AI Research Assistant

An intelligent research paper discovery and summarization system that helps researchers stay up-to-date with the latest publications in their areas of interest. The system automatically fetches, filters, and summarizes research papers using AI, and exposes this functionality through a Model Context Protocol (MCP) server for integration with ChatGPT desktop and other AI assistants.

Features

🔍 Intelligent Paper Discovery

  • Automatically fetches recent papers from ArXiv
  • Filters papers based on configurable research interests
  • Uses AI to score relevance and generate focused summaries
  • Tracks processing state to avoid duplicate work

🤖 AI-Powered Analysis

  • Leverages OpenRouter API for paper summarization and relevance scoring
  • Configurable prompts for customized analysis
  • Parallel processing for efficient batch operations
  • Relevance scoring from 0-100 based on your research interests

🌐 MCP Server Integration

  • Exposes functionality through Model Context Protocol (MCP)
  • Direct integration with ChatGPT desktop client
  • Two main tools: search and fetch
  • RESTful API for programmatic access

⚙️ Modular Architecture

  • Extensible processor system for different paper sources
  • Configuration-driven operation
  • Thread-safe parallel processing
  • Comprehensive error handling and logging

Quick Start

Prerequisites

  • Python 3.13+
  • OpenRouter API key
  • Firecrawl API key (for web scraping)

Installation

  1. Clone the repository:
git clone <repository-url>
cd ai-research-assistant
  1. Create and activate virtual environment:
python -m venv .venv
source .venv/bin/activate  # On Windows: .venv\Scripts\activate
  1. Install dependencies:
pip install -r requirements.txt
  1. Configure your settings:
cp config/secrets.yaml.example config/secrets.yaml
  1. Edit config/secrets.yaml with your API keys:
openrouter_api_key: "your-openrouter-key"
openrouter_model: "qwen/qwen3-235b-a22b-thinking-2507"
openai_api_key: "your-openai-key"
kaggle_username: "your-kaggle-username"
kaggle_key: "your-kaggle-key"
  1. Customize config/user_config.yaml with your research interests:
research_interests:
  - multi-agent systems
  - chatbot orchestration
  - llm tool use
  - llm planning and reasoning
  - agent frameworks
  - conversational ai
  - llm collaboration
  - tool-augmented language models
  - llm evaluation methods
  - memory in llm agents

Usage

MCP Server (Recommended)

Start the MCP server for ChatGPT integration:

python server.py

The server exposes two tools:

  • Search Tool: Find papers matching configured research interests
  • Deep Dive Tool: Perform comprehensive analysis of a specific paper
Direct Controller Usage
from controller import Controller

# Initialize controller
controller = Controller()

# Search for relevant papers
results = controller.search()
for paper in results:
    print(paper)

# Perform deep dive on specific ArXiv paper
deep_dive_result = controller.deep_dive_arXiv("2507.23701")
print(deep_dive_result)
Vector Database Setup
Direct Paper Processing
from processors.arxiv_processor import ArXivProcessor

# Initialize processor
config = {"url": "https://arxiv.org/list/cs/recent"}
state = {"last_run": "2025-07-25"}
processor = ArXivProcessor(config=config, state=state)

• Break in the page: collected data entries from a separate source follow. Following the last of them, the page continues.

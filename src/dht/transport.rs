//! The RPC-sender collaborator.
//!
//! The DHT never opens a socket itself. It hands a [`DhtMessage`] to an
//! `RpcSender` implementation and awaits success or failure; the sender
//! owns serialization and endpoint selection. Real transports (WebRTC,
//! Bluetooth, local signaling) live outside this crate — this module only
//! defines the trait plus an in-process loopback implementation used by
//! tests and as a reference for host integrations.

use crate::types::contact::Contact;
use crate::types::message::DhtMessage;
use anyhow::Result;
use async_trait::async_trait;
use std::collections::HashMap;
use std::sync::Mutex;
use tokio::sync::mpsc;

/// Delivers a message to a contact. Implementations are responsible for
/// picking among the contact's endpoints and for serializing the message
/// onto the wire; the wire format itself is owned by the host.
#[async_trait]
pub trait RpcSender: Send + Sync {
    async fn send(&self, contact: &Contact, message: DhtMessage) -> Result<()>;
}

/// An in-process transport that wires routing tables together via
/// `tokio::sync::mpsc` channels, keyed by `peer_id`. Not a production
/// transport: no real network I/O, no endpoint negotiation.
pub struct LoopbackTransport {
    peers: Mutex<HashMap<String, mpsc::UnboundedSender<DhtMessage>>>,
}

impl LoopbackTransport {
    pub fn new() -> Self {
        Self {
            peers: Mutex::new(HashMap::new()),
        }
    }

    /// Registers `peer_id` as a deliverable destination and returns the
    /// receiving half the host should poll to feed incoming RPCs into its
    /// routing table's handlers.
    pub fn register(&self, peer_id: impl Into<String>) -> mpsc::UnboundedReceiver<DhtMessage> {
        let (tx, rx) = mpsc::unbounded_channel();
        self.peers.lock().expect("loopback transport mutex poisoned").insert(peer_id.into(), tx);
        rx
    }

    pub fn unregister(&self, peer_id: &str) {
        self.peers.lock().expect("loopback transport mutex poisoned").remove(peer_id);
    }
}

impl Default for LoopbackTransport {
    fn default() -> Self {
        Self::new()
    }
}

#[async_trait]
impl RpcSender for LoopbackTransport {
    async fn send(&self, contact: &Contact, message: DhtMessage) -> Result<()> {
        let sender = {
            let peers = self.peers.lock().expect("loopback transport mutex poisoned");
            peers.get(&contact.peer_id).cloned()
        };
        match sender {
            Some(tx) => tx
                .send(message)
                .map_err(|_| anyhow::anyhow!("peer {} is no longer registered", contact.peer_id)),
            None => Err(anyhow::anyhow!("unknown peer id {}", contact.peer_id)),
        }
    }
}

#[cfg(test)]
mod tests {
    use super::*;
    use crate::types::message::{new_message_id, MessageHeader};
    use crate::types::node_id::NodeId;

    #[tokio::test]
    async fn delivers_to_registered_peer() {
        let transport = LoopbackTransport::new();
        let mut rx = transport.register("peer-a");
        let contact = Contact::new(NodeId::generate(), "peer-a", 0);

        let msg = DhtMessage::Ping {
            header: MessageHeader {
                sender_id: NodeId::generate(),
                message_id: new_message_id(),
                timestamp_ms: 0,
            },
        };
        transport.send(&contact, msg).await.unwrap();
        let received = rx.recv().await.unwrap();
        assert_eq!(received.kind_name(), "PING");
    }

    #[tokio::test]
    async fn unknown_peer_fails() {
        let transport = LoopbackTransport::new();
        let contact = Contact::new(NodeId::generate(), "ghost", 0);
        let msg = DhtMessage::Ping {
            header: MessageHeader {
                sender_id: NodeId::generate(),
                message_id: new_message_id(),
                timestamp_ms: 0,
            },
        };
        assert!(transport.send(&contact, msg).await.is_err());
    }
}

# Fetch and process papers
raw_data = processor.fetch()
papers = processor.parse(raw_data)
new_papers = [p for p in papers if processor.paper_is_new(p)]
results = processor.summarize_and_score_all(new_papers)

# Display results
for paper in results:
    print(f"Title: {paper.title}")
    print(f"Relevance: {paper.relevance}/100")
    print(f"Summary: {paper.summary}")
MCP Server

Start the MCP server for ChatGPT integration:

python server.py

The server exposes two tools:

Search Tool: Find papers matching the interests configured in user_config.yaml

Fetch Tool: Get detailed analysis of a specific paper

Project Structure

ai-research-assistant/
├── config/                    # Configuration files
│   ├── prompts.yaml          # AI prompts for summarization
│   ├── secrets.yaml          # API keys (gitignored)
│   ├── user_config.yaml      # Research interests
│   └── state.yaml            # Processing state tracking
├── processors/               # Paper source processors
│   ├── base_processor.py     # Abstract base class
│   └── arxiv_processor.py    # ArXiv-specific implementation
├── schema/                   # Data models
│   └── paper.py             # Paper data structure
├── summarizer/              # AI summarization logic
│   └── summarizer.py        # OpenRouter integration
├── utils/                   # Utility functions
├── server.py               # MCP server implementation
└── README.md               # This file

Configuration

Research Interests (config/user_config.yaml)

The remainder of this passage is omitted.